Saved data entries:

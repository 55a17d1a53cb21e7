//! Payloads exchanged through the broker.
//!
//! Every payload is JSON. Decoding is strict about shape (unknown control
//! commands, missing urls and wrong types are rejected) so that callers can
//! drop bad messages instead of acting on half-parsed data.

use serde::de::DeserializeOwned;
use serde::{Deserialize, Serialize};

use crate::error::AppError;
use crate::util::epoch_seconds;

/// A URL waiting to be explored.
#[derive(Debug, Clone, PartialEq, Eq, Serialize, Deserialize)]
pub struct FrontierItem {
    pub url: String,
    #[serde(default)]
    pub html: Option<String>,
}

impl FrontierItem {
    pub fn new(url: impl Into<String>) -> Self {
        Self {
            url: url.into(),
            html: None,
        }
    }
}

/// A fetched page waiting for title extraction. `html` is absent when the
/// fetch failed.
#[derive(Debug, Clone, PartialEq, Eq, Serialize, Deserialize)]
pub struct ExploitItem {
    pub url: String,
    #[serde(default)]
    pub html: Option<String>,
}

/// One extracted page, as appended to the result stream.
#[derive(Debug, Clone, PartialEq, Serialize, Deserialize)]
pub struct ResultRecord {
    pub url: String,
    pub title: String,
    /// Seconds since the Unix epoch, as a decimal string.
    pub timestamp: String,
    pub worker_id: String,
}

impl ResultRecord {
    pub fn now(url: impl Into<String>, title: impl Into<String>, worker_id: &str) -> Self {
        Self {
            url: url.into(),
            title: title.into(),
            timestamp: format!("{:.6}", epoch_seconds()),
            worker_id: worker_id.to_string(),
        }
    }
}

/// Readiness acknowledgment pushed by a worker node after spawning its pool.
#[derive(Debug, Clone, PartialEq, Serialize, Deserialize)]
pub struct WorkerAck {
    pub status: String,
    pub num_workers: u32,
    pub timestamp: f64,
}

impl WorkerAck {
    pub const READY: &'static str = "ready";
    /// Sent once a node's pool has fully exited after a stop.
    pub const STOPPED: &'static str = "stopped";

    pub fn ready(num_workers: u32) -> Self {
        Self::with_status(Self::READY, num_workers)
    }

    pub fn stopped(num_workers: u32) -> Self {
        Self::with_status(Self::STOPPED, num_workers)
    }

    fn with_status(status: &str, num_workers: u32) -> Self {
        Self {
            status: status.to_string(),
            num_workers,
            timestamp: epoch_seconds(),
        }
    }
}

/// Command published on the control channel.
#[derive(Debug, Clone, Copy, PartialEq, Eq, Serialize, Deserialize)]
#[serde(tag = "command", rename_all = "lowercase")]
pub enum ControlMessage {
    Start,
    /// `drain: true` asks nodes to let workers finish on their own (deadline
    /// stop); otherwise nodes terminate their pools after a grace period.
    Stop {
        #[serde(default, skip_serializing_if = "std::ops::Not::not")]
        drain: bool,
    },
}

impl ControlMessage {
    pub fn decode(raw: &str) -> Result<Self, AppError> {
        decode(raw)
    }

    pub fn encode(&self) -> Result<String, AppError> {
        Ok(serde_json::to_string(self)?)
    }
}

/// Decode a broker payload, reporting shape problems as protocol errors.
pub fn decode<T: DeserializeOwned>(raw: &str) -> Result<T, AppError> {
    serde_json::from_str(raw).map_err(|e| AppError::ProtocolError(format!("{e}: {raw:.120}")))
}

#[cfg(test)]
mod tests {
    use super::*;

    #[test]
    fn test_control_wire_format() {
        assert_eq!(
            ControlMessage::Start.encode().unwrap(),
            r#"{"command":"start"}"#
        );
        assert_eq!(
            ControlMessage::Stop { drain: false }.encode().unwrap(),
            r#"{"command":"stop"}"#
        );
        assert_eq!(
            ControlMessage::Stop { drain: true }.encode().unwrap(),
            r#"{"command":"stop","drain":true}"#
        );
    }

    #[test]
    fn test_control_decode() {
        assert_eq!(
            ControlMessage::decode(r#"{"command": "start"}"#).unwrap(),
            ControlMessage::Start
        );
        assert_eq!(
            ControlMessage::decode(r#"{"command": "stop"}"#).unwrap(),
            ControlMessage::Stop { drain: false }
        );
    }

    #[test]
    fn test_control_rejects_unknown_shapes() {
        for raw in [
            r#"{"command": "pause"}"#,
            r#"{"cmd": "start"}"#,
            r#"start"#,
            r#"{"command": 1}"#,
        ] {
            assert!(
                matches!(ControlMessage::decode(raw), Err(AppError::ProtocolError(_))),
                "accepted {raw}"
            );
        }
    }

    #[test]
    fn test_frontier_item_serializes_null_html() {
        let json = serde_json::to_string(&FrontierItem::new("https://a.com/")).unwrap();
        assert_eq!(json, r#"{"url":"https://a.com/","html":null}"#);
    }

    #[test]
    fn test_queue_item_requires_url() {
        assert!(decode::<ExploitItem>(r#"{"html": "<p>x</p>"}"#).is_err());
        let item: ExploitItem = decode(r#"{"url": "https://a.com/"}"#).unwrap();
        assert!(item.html.is_none());
    }

    #[test]
    fn test_ack_ready() {
        let ack = WorkerAck::ready(4);
        assert_eq!(ack.status, "ready");
        assert_eq!(ack.num_workers, 4);
        assert!(ack.timestamp > 0.0);
    }

    #[test]
    fn test_ack_stopped() {
        let ack = WorkerAck::stopped(2);
        assert_eq!(ack.status, "stopped");
        assert_eq!(ack.num_workers, 2);
    }
}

[TASK ITEM] Your task is to copy each line of the data above that holds "their".

[EXPECTED ANSWER]
    /// `drain: true` asks nodes to let workers finish on their own (deadline
    /// stop); otherwise nodes terminate their pools after a grace period.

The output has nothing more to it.